Execute Multiple MySQL Queries from One String in PHP

Date Published: 01/03/2009 20:08

A common problem when building database driven web applications with LAMP (Linux, Apache, MySQL and PHP) is that the MySQL functions to execute SQL queries (mysql_query, mysql_unbuffered_query) do not allow the execute of multiple queries from one string. In other database technologies it is possible to define multiple separate queries within one string by simply separating them with a semicolon (;) but with LAMP this is not possible. Writing out individual function calls can often feel somewhat heavy handed and leave your code looking like a mesh of SQL and function calls. To combat this problem I have written a very simple, elegant solution using an array and a for each loop.

How its done

To execute multiple queries with ease simply write out all your queries into one string separated by semicolons (;). This allows you to keep all your queries in one place and lay them out as you please. This string can then be split by the semicolon using a simple regular expression. The regular expression used ignores semicolons that are within strings inside the query along with semicolons within strings within those strings. To execute the queries use a for each loop to iterate through the string array and execute each part individually.

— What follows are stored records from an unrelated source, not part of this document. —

//! Article fetching and readable-text extraction.

use async_trait::async_trait;
use scraper::{ElementRef, Html, Node, Selector};
use std::time::Duration;
use tracing::{debug, instrument, warn};

use crate::errors::FetchError;
use crate::validation::{reject_local_host, validate_url};

const USER_AGENT: &str = "Mozilla/5.0 (compatible; Postwright/0.1; +https://github.com/seridescent)";

/// Elements whose whole subtree is dropped before text extraction.
const SKIPPED_ELEMENTS: &[&str] = &[
    "script", "style", "noscript", "template", "iframe", "svg", "nav", "header", "footer",
    "aside", "menu", "form",
];

/// Class names marking non-article chrome.
const SKIPPED_CLASSES: &[&str] = &["advertisement", "ad", "ads", "sidebar", "menu", "navbar"];

/// Containers tried in order; every match of the first matching selector is used.
const CONTENT_SELECTORS: &[&str] = &[
    "article",
    "[role=\"main\"]",
    "main",
    ".content",
    ".post-content",
    ".entry-content",
    ".article-content",
    ".story-body",
    ".post-body",
];

#[async_trait]
pub trait ContentFetcher: Send + Sync {
    /// Returns the readable text of the page at `url`.
    async fn fetch(&self, url: &str) -> Result<String, FetchError>;
}

/// Fetches pages with reqwest and extracts text with scraper.
pub struct HttpContentFetcher {
    client: reqwest::Client,
    allow_local_hosts: bool,
}

impl HttpContentFetcher {
    pub fn new(timeout: Duration, allow_local_hosts: bool) -> Result<Self, FetchError> {
        let client = reqwest::Client::builder()
            .timeout(timeout)
            .user_agent(USER_AGENT)
            .redirect(reqwest::redirect::Policy::limited(5))
            .build()
            .map_err(|e| FetchError::Request(e.to_string()))?;

        Ok(Self {
            client,
            allow_local_hosts,
        })
    }
}

#[async_trait]
impl ContentFetcher for HttpContentFetcher {
    #[instrument(skip(self))]
    async fn fetch(&self, url: &str) -> Result<String, FetchError> {
        let url = validate_url(url)?;
        if !self.allow_local_hosts {
            reject_local_host(&url)?;
        }

        let response = self.client.get(url.clone()).send().await.map_err(|e| {
            warn!(error = %e, "Request failed");
            FetchError::Request(e.to_string())
        })?;

        let status = response.status();
        if !status.is_success() {
            warn!(status = %status, "Non-success status fetching article");
            return Err(FetchError::Status(status.as_u16()));
        }

        let html = response
            .text()
            .await
            .map_err(|e| FetchError::Request(e.to_string()))?;

        let text = extract_article_text(&html);
        if text.is_empty() {
            return Err(FetchError::EmptyContent);
        }

        debug!(chars = text.len(), "Extracted article text");
        Ok(text)
    }
}

/// Pulls the readable text out of an HTML document, whitespace collapsed.
pub fn extract_article_text(html: &str) -> String {
    let document = Html::parse_document(html);

    for selector_str in CONTENT_SELECTORS {
        let Ok(selector) = Selector::parse(selector_str) else {
            continue;
        };
        let parts: Vec<String> = document
            .select(&selector)
            .filter(|element| !inside_skipped(element))
            .map(|element| {
                let mut text = String::new();
                collect_text(element, &mut text);
                collapse_whitespace(&text)
            })
            .filter(|text| !text.is_empty())
            .collect();
        if !parts.is_empty() {
            return parts.join(" ");
        }
    }

    let root = Selector::parse("body")
        .ok()
        .and_then(|body| document.select(&body).next())
        .unwrap_or_else(|| document.root_element());
    let mut text = String::new();
    collect_text(root, &mut text);
    collapse_whitespace(&text)
}

fn is_skipped(element: &ElementRef<'_>) -> bool {
    let value = element.value();
    SKIPPED_ELEMENTS.contains(&value.name())
        || value.classes().any(|class| SKIPPED_CLASSES.contains(&class))
}

/// True when any ancestor of `element` is itself dropped chrome.
fn inside_skipped(element: &ElementRef<'_>) -> bool {
    element
        .ancestors()
        .filter_map(ElementRef::wrap)
        .any(|ancestor| is_skipped(&ancestor))
}

fn collect_text(element: ElementRef<'_>, out: &mut String) {
    for child in element.children() {
        match child.value() {
            Node::Text(text) => {
                out.push_str(text);
                out.push(' ');
            }
            Node::Element(_) => {
                if let Some(child) = ElementRef::wrap(child) {
                    if !is_skipped(&child) {
                        collect_text(child, out);
                    }
                }
            }
            _ => {}
        }
    }
}

fn collapse_whitespace(text: &str) -> String {
    text.split_whitespace().collect::<Vec<_>>().join(" ")
}
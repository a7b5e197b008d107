//! Server-rendered pages: the submission form, a single post and the history.

use axum::{
    Form, Router,
    extract::{Path, State},
    response::{Html, IntoResponse, Redirect, Response},
    routing::{get, post},
};
use serde::Deserialize;
use tracing::{info, instrument};

use crate::AppState;
use crate::errors::ApiError;
use crate::models::{ImageSlot, PostRecord};

#[derive(Debug, Deserialize)]
struct GenerateForm {
    url: String,
    #[serde(default)]
    instructions: String,
}

/// Renders an [`ApiError`] as a page instead of JSON.
struct PageError(ApiError);

impl From<ApiError> for PageError {
    fn from(err: ApiError) -> Self {
        PageError(err)
    }
}

impl IntoResponse for PageError {
    fn into_response(self) -> Response {
        let status = self.0.status_code();
        let body = format!(
            "<h1>Something went wrong</h1>\n<p class=\"error\">{}</p>\n<p><a href=\"/web\">Back</a></p>",
            escape_html(&self.0.public_message())
        );
        (status, Html(layout("Error", &body))).into_response()
    }
}

pub fn escape_html(input: &str) -> String {
    let mut out = String::with_capacity(input.len());
    for c in input.chars() {
        match c {
            '&' => out.push_str("&amp;"),
            '<' => out.push_str("&lt;"),
            '>' => out.push_str("&gt;"),
            '"' => out.push_str("&quot;"),
            '\'' => out.push_str("&#39;"),
            _ => out.push(c),
        }
    }
    out
}

fn layout(title: &str, body: &str) -> String {
    format!(
        "<!DOCTYPE html>\n<html lang=\"en\">\n<head>\n<meta charset=\"utf-8\">\n<title>{} | Postwright</title>\n</head>\n<body>\n<nav><a href=\"/web\">New post</a> | <a href=\"/web/history\">History</a></nav>\n<main>\n{}\n</main>\n</body>\n</html>\n",
        escape_html(title),
        body
    )
}

/// Instructions the form starts with.
pub const DEFAULT_INSTRUCTIONS: &str = "Please create a professional LinkedIn post that:
- Highlights key insights from the article
- Includes actionable takeaways for business professionals
- Uses an engaging tone that encourages discussion
- Contains relevant hashtags for maximum reach
";

async fn index() -> Html<String> {
    let body = format!(
        r#"<h1>Generate a social post</h1>
<form method="post" action="/web/generate">
<label>Article URL <input type="url" name="url" required></label>
<label>Instructions (optional) <textarea name="instructions" rows="6">{}</textarea></label>
<button type="submit">Generate</button>
</form>"#,
        escape_html(DEFAULT_INSTRUCTIONS)
    );
    Html(layout("New post", &body))
}

#[instrument(skip_all, fields(url = %form.url))]
async fn generate<S: AppState>(
    State(state): State<S>,
    Form(form): Form<GenerateForm>,
) -> Result<Redirect, PageError> {
    let instructions = Some(form.instructions.as_str()).filter(|s| !s.trim().is_empty());
    let record = state.generation().generate(&form.url, instructions).await?;

    info!(id = record.id, "Generated post from form");
    Ok(Redirect::to(&format!("/web/posts/{}", record.id)))
}

fn render_post(record: &PostRecord) -> String {
    let mut body = format!(
        "<h1>Post #{id}</h1>\n<p>Source: <a href=\"{url}\">{url}</a></p>\n<h2>Post</h2>\n<div class=\"post\">{post}</div>\n<h2>Summary</h2>\n<p>{summary}</p>\n<h2>Rationale</h2>\n<p>{rationale}</p>\n",
        id = record.id,
        url = escape_html(&record.source_url),
        post = escape_html(&record.post_body).replace('\n', "<br>\n"),
        summary = escape_html(&record.summary),
        rationale = escape_html(&record.rationale),
    );

    body.push_str("<h2>Images</h2>\n");
    if record.images_pending {
        body.push_str("<p class=\"pending\">Images are still being generated. Refresh to check again.</p>\n");
    }
    for slot in ImageSlot::ALL {
        if let Some(image) = record.image(slot) {
            body.push_str(&format!(
                "<figure><img src=\"{}\" alt=\"Generated Image {}\" width=\"512\"><figcaption>{}</figcaption></figure>\n",
                escape_html(&image.url),
                slot.number(),
                escape_html(&image.prompt)
            ));
        }
    }
    if !record.images_pending && record.image_urls().is_empty() {
        body.push_str("<p>No images were generated for this post.</p>\n");
    }

    body.push_str(&format!(
        "<p><a href=\"/api/v1/posts/{}/markdown\">Download markdown</a></p>\n",
        record.id
    ));
    body
}

#[instrument(skip_all, fields(id = %id))]
async fn show_post<S: AppState>(
    State(state): State<S>,
    Path(id): Path<i32>,
) -> Result<Html<String>, PageError> {
    let record = state.generation().find(id).await?;
    Ok(Html(layout(&format!("Post #{}", record.id), &render_post(&record))))
}

#[instrument(skip_all)]
async fn history<S: AppState>(State(state): State<S>) -> Result<Html<String>, PageError> {
    let records = state.generation().list().await?;

    let mut body = String::from("<h1>History</h1>\n");
    if records.is_empty() {
        body.push_str("<p>No posts yet.</p>\n");
    } else {
        body.push_str("<ul>\n");
        for record in &records {
            body.push_str(&format!(
                "<li><a href=\"/web/posts/{}\">{}</a> <small>{} UTC</small></li>\n",
                record.id,
                escape_html(&record.summary),
                record.created_at.format("%Y-%m-%d %H:%M"),
            ));
        }
        body.push_str("</ul>\n");
    }

    Ok(Html(layout("History", &body)))
}

pub fn create_web_router<S: AppState>() -> Router<S> {
    Router::new()
        .route("/", get(index))
        .route("/generate", post(generate::<S>))
        .route("/posts/{id}", get(show_post::<S>))
        .route("/history", get(history::<S>))
}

Here is an example of this idea in practice executing various SQL statements.

<?php
$sql = "
CREATE TABLE tblTable (
strOne VARCHAR(50) NOT NULL,
strTwo VARCHAR(50) NOT NULL,
strThree VARCHAR(50) NOT NULL
);
INSERT INTO tblTable
(strOne, strTwo, strThree)
VALUES ('String 1', 'String 2', 'String 3');
UPDATE tblTable
SET
strOne = 'String One',
strTwo = 'String Two'
WHERE strThree = 'String 3';
";
$queries = preg_split("/;+(?=([^'|^\\\']*['|\\\'][^'|^\\\']*['|\\\'])*[^'|^\\\']*[^'|^\\\']$)/", $sql);
foreach ($queries as $query){
   if (strlen(trim($query)) > 0) mysql_query($query);
}
?>

MySQL Logo with Black Background

Its as easy and as simple as that. No need for function call after function call cluttering up your code files just keep all your SQL grouped together in one string. Using this method also means you can add or remove queries without having to rewrite all the function calls.